Evaluation
- lkekaa676
- Jan 19
- 3 min read
Evaluations took up way too much time when Ohio decided to do OTES. The Ohio Teacher Evaluation System was designed to "help" to standardize teacher evaluations. A rubric must be followed with ratings of accomplished, skilled, developing, or ineffective. On paper, this was a good idea. Realistically, this was a commander of my time. Teachers having a complete evaluation had two in-person thirty-minute evaluations, one by appointment and one by a drop-in. They also had to have two walk-throughs throughout the year (add six more on top of the twenty-six), a professional growth plan, data showing the growth of students, and a survey of their professional development needs. Multiply this by my twenty-six teachers who were up for evaluation last year. The system ate up my time on the job and at home. The duties of a principal roll all day long, and your intentions were sometimes only wishes. I miraculously made it to almost every evaluation with an appointment time set. Getting the assessments done in the winter/spring was easier because I could go on my own timetable. Once in the classroom for the evaluations, the unexpected would sometimes happen to even the best lesson plans and strategies.
One of these times was when I was a first-year teacher. I was doing a cut-and-paste activity with opposites and was explaining the directions to my extended-day kindergarten class. All of a sudden, I heard a shrill scream. I looked in the direction of the scream and low and behold, a spider's silk had dropped down from the ceiling with the spider attached right in front of my little student. My stomach sank to my toes, and my heart beat out of my chest. I looked at my aide, and she grabbed a Kleenex as I calmed down the student. She handed me the Kleenex, and I captured the spider and silk and gave the Kleenex filled with spider back to the aide while continuing the lesson about using scissors. Oh, it didn't stop there. One little boy decided he already knew how to use scissors. He had cut slits in his shirt (four to be exact) while I was explaining! The lesson I learned in the first year during October was not to pass out the scissors until the directions were given and the children were ready to cut the paper. I also made sure to glance at the ceiling to ensure we didn't have any visitors during class.

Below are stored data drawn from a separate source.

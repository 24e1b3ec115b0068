use crate::{
    Config,
    web::{AppState, doc::ApiDoc, middlewares},
};
use axum::{Router, middleware};
use serde::Deserialize;
use tower_cookies::CookieManagerLayer;
use tower_http::{cors::CorsLayer, services::ServeDir, trace::TraceLayer};
use utoipa::OpenApi;
use utoipa_swagger_ui::SwaggerUi;

pub mod account;
pub mod admin;
pub mod catalog;
pub mod checkout;
pub mod dashboard;
pub mod lessons;
pub mod products;
pub mod quizzes;
pub mod webhooks;

const DEFAULT_PAGE_LIMIT: i64 = 20;
const MAX_PAGE_LIMIT: i64 = 100;

#[derive(Debug, Clone, Deserialize, utoipa::ToSchema, utoipa::IntoParams)]
#[into_params(parameter_in = Query)]
pub struct PaginationQuery {
    limit: Option<i64>,
    offset: Option<i64>,
}

impl PaginationQuery {
    /// `(limit, offset)` clamped to `1..=100` and `0..`.
    pub fn bounds(&self) -> (i64, i64) {
        let limit = self
            .limit
            .unwrap_or(DEFAULT_PAGE_LIMIT)
            .clamp(1, MAX_PAGE_LIMIT);
        let offset = self.offset.unwrap_or(0).max(0);
        (limit, offset)
    }
}

pub fn build_app<S: Send + Sync + Clone + 'static>(
    state: AppState,
    config: &'static Config,
) -> Router<S> {
    let mut router = Router::new()
        .nest("/api/v1/account", account::routes(state.clone()))
        .nest("/api/v1/admin", admin::routes(state.clone()))
        .nest("/api/v1/catalog", catalog::routes(state.clone()))
        .nest("/api/v1/lessons", lessons::routes(state.clone()))
        .nest("/api/v1/quizzes", quizzes::routes(state.clone()))
        .nest("/api/v1/products", products::routes(state.clone()))
        .nest("/api/v1/dashboard", dashboard::routes(state.clone()))
        .nest("/api/v1/checkout", checkout::routes(state.clone()))
        .nest("/api/v1/webhooks", webhooks::routes(state.clone()))
        .nest_service("/api/v1/static", ServeDir::new(config.app().uploads_dir()))
        // layers run bottom-up: cookies, then session context, then access rules
        .layer(middleware::from_fn(middlewares::route_access_fn))
        .layer(middleware::from_fn_with_state(
            state.clone(),
            middlewares::extract_context_fn,
        ))
        .layer(CookieManagerLayer::default())
        .layer(CorsLayer::very_permissive())
        .layer(TraceLayer::new_for_http())
        .with_state(state);

    if config.app().docs() {
        let openapi = ApiDoc::openapi();

        router = router.merge(SwaggerUi::new("/api/v1/docs").url("/api-doc/openapi.json", openapi));
    }

    router
}

#[cfg(test)]
mod test {
    use super::*;

    #[test]
    fn pagination_bounds_test() {
        let query = PaginationQuery {
            limit: None,
            offset: None,
        };
        assert_eq!(query.bounds(), (20, 0));

        let query = PaginationQuery {
            limit: Some(1000),
            offset: Some(-5),
        };
        assert_eq!(query.bounds(), (100, 0));

        let query = PaginationQuery {
            limit: Some(0),
            offset: Some(40),
        };
        assert_eq!(query.bounds(), (1, 40));
    }
}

As a principal, another incident happened in a stellar first-grade teacher's classroom. I came in and sat at the kidney table to observe while the teacher did a whole group math lesson. She had everything in this lesson that principals only dream of seeing in an observed lesson. I was enjoying watching her do active formative assessment with the students when suddenly I saw something on the floor that looked like pebbles---a lot of pebbles. THEN I SAW IT. The student was pulling IT out of his pants...those pebbles were indeed poop. I pointed to the floor as the teacher looked up. She looked at the floor and then at me in disbelief. I mouthed the word "poop" to her. She stayed calm and had the boy go to the restroom. Then, she started to clean them up with a paper towel. Oh, my. Talk about a trooper. She continued with the lesson. I told her to call the office and have the custodian clean that floor with disinfectant when I was leaving. I sure didn't write this on her evaluation, but these are the things the state does not even account for when observing teachers. I could have written, "This teacher is calm in all circumstances and is independent with clean-up duty!" You know you have to be creative!
Later...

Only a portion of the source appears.